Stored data
>>>

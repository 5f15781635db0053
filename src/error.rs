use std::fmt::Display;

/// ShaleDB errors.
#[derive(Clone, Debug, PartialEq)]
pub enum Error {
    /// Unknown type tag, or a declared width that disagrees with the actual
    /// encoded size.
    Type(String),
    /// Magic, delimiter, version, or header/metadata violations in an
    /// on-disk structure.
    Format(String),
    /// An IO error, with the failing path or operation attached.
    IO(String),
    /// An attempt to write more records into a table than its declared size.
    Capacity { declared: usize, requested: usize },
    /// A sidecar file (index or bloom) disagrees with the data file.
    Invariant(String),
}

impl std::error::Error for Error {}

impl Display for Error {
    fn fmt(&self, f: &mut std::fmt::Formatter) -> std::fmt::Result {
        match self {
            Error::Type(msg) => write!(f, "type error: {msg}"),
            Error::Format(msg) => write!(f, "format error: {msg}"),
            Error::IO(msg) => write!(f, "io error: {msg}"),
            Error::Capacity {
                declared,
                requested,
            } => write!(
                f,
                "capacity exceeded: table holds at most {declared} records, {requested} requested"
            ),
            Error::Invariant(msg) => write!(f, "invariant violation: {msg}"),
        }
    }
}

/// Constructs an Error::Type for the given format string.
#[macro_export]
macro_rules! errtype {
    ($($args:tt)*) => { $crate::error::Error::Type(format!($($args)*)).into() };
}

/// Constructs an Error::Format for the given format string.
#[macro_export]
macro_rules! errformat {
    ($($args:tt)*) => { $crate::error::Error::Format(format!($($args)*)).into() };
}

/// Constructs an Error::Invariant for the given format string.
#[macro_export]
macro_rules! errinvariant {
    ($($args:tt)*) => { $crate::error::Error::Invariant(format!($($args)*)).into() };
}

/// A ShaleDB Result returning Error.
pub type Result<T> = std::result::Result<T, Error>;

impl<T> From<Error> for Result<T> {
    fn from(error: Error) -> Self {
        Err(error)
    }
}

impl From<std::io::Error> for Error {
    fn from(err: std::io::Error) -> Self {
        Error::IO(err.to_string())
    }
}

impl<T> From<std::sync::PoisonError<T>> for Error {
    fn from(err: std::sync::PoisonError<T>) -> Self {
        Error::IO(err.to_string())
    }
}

<<<
>>>

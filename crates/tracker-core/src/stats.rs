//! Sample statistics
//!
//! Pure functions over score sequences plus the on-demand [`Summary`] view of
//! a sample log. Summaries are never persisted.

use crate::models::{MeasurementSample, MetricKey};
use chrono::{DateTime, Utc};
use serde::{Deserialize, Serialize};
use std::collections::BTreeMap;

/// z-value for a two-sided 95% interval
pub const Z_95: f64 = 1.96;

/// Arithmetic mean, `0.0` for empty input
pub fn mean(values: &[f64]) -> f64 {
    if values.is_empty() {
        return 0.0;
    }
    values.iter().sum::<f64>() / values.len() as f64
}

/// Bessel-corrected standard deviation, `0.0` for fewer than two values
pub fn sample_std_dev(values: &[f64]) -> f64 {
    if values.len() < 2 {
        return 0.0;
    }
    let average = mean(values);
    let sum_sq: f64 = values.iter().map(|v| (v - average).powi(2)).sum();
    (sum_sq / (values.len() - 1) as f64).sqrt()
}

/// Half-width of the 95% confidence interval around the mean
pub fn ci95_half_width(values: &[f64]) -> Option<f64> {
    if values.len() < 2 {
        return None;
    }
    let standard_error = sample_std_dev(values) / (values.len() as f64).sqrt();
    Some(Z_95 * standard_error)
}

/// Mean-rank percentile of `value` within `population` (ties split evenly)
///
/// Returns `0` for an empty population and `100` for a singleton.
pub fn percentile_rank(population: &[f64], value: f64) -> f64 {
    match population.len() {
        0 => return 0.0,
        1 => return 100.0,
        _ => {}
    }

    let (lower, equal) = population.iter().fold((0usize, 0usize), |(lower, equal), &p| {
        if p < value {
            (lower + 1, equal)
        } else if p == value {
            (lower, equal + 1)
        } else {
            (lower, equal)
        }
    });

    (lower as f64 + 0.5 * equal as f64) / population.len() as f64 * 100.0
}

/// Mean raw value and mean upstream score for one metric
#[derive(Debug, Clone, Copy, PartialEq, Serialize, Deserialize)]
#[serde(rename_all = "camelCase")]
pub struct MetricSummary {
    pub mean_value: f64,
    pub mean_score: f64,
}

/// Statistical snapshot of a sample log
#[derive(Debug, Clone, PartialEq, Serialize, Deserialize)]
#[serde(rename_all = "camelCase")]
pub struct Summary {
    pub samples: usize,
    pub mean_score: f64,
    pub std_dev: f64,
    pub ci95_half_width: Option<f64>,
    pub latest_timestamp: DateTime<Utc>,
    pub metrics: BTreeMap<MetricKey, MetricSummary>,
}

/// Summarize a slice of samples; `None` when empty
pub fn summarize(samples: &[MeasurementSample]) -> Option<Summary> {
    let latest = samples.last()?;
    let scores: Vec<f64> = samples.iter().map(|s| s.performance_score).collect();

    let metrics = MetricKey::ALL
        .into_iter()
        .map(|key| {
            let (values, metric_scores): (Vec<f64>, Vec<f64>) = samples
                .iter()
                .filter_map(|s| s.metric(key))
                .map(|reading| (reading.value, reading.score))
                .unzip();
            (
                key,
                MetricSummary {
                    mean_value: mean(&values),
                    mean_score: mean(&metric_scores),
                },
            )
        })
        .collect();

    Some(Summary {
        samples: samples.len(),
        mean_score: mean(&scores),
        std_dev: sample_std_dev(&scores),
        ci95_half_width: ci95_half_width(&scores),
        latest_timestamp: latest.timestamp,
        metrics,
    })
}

<<<
>>>

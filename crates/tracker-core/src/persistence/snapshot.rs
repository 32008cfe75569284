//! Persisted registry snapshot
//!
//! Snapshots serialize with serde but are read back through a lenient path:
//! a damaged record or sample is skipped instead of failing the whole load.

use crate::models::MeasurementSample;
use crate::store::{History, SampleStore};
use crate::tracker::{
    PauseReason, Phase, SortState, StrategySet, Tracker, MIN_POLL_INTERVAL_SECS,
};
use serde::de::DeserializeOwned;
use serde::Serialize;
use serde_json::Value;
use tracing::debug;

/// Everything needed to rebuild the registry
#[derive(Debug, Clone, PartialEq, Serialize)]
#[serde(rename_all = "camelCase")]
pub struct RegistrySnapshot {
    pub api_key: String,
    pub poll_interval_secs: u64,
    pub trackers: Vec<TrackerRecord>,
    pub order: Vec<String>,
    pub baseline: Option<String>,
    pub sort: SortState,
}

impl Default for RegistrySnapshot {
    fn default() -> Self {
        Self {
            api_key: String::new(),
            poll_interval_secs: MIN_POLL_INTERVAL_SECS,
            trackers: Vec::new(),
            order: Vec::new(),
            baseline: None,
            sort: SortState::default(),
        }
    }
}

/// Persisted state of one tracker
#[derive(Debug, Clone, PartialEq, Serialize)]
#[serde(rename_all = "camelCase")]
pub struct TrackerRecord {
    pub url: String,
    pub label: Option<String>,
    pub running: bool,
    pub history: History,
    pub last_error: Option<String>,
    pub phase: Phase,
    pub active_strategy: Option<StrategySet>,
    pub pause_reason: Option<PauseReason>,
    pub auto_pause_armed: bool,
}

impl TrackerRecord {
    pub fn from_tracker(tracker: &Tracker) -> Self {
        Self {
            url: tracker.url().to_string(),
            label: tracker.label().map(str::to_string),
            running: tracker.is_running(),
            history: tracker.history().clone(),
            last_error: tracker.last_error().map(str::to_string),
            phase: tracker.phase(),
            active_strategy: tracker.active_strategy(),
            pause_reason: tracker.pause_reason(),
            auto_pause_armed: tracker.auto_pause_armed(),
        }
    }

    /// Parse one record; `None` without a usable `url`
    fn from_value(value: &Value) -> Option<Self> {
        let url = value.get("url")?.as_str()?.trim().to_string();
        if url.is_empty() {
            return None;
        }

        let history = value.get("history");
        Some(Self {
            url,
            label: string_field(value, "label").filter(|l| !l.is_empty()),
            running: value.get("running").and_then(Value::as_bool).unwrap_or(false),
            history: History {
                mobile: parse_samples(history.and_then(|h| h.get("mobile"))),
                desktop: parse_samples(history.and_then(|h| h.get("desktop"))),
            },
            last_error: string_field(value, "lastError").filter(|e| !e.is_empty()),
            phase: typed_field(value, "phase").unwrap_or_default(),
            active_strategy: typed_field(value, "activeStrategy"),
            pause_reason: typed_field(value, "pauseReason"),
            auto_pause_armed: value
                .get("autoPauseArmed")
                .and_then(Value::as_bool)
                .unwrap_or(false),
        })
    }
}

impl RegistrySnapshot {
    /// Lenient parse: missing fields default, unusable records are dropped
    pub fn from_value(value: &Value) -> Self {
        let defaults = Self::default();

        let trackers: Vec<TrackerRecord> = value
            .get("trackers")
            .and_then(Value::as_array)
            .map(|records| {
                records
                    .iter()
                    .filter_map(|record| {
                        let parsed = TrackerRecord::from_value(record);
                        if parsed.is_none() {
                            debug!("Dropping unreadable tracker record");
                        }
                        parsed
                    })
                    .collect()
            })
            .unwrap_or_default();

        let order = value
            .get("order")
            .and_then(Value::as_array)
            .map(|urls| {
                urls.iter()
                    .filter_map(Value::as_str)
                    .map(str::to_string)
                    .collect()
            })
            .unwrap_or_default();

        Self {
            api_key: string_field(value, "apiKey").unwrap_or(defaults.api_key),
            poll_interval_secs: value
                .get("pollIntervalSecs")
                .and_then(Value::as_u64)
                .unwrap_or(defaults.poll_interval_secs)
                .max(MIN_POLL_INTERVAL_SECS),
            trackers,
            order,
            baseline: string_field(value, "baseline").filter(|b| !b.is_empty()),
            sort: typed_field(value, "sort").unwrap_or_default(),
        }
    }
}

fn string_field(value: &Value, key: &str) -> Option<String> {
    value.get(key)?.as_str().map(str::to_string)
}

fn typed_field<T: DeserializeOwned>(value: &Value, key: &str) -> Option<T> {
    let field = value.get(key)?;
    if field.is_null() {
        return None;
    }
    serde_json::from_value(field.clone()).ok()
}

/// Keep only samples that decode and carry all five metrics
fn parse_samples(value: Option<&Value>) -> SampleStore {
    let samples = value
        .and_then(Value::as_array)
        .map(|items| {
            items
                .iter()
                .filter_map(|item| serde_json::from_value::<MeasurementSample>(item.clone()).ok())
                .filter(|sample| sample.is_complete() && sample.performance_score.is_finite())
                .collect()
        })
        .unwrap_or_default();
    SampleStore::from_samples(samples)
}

<<<

### [WHAT TO WORK ON]
Copy each line from the data that features the string "average".

### [ANSWER TO THE EXERCISE]
    let average = mean(values);
    let sum_sq: f64 = values.iter().map(|v| (v - average).powi(2)).sum();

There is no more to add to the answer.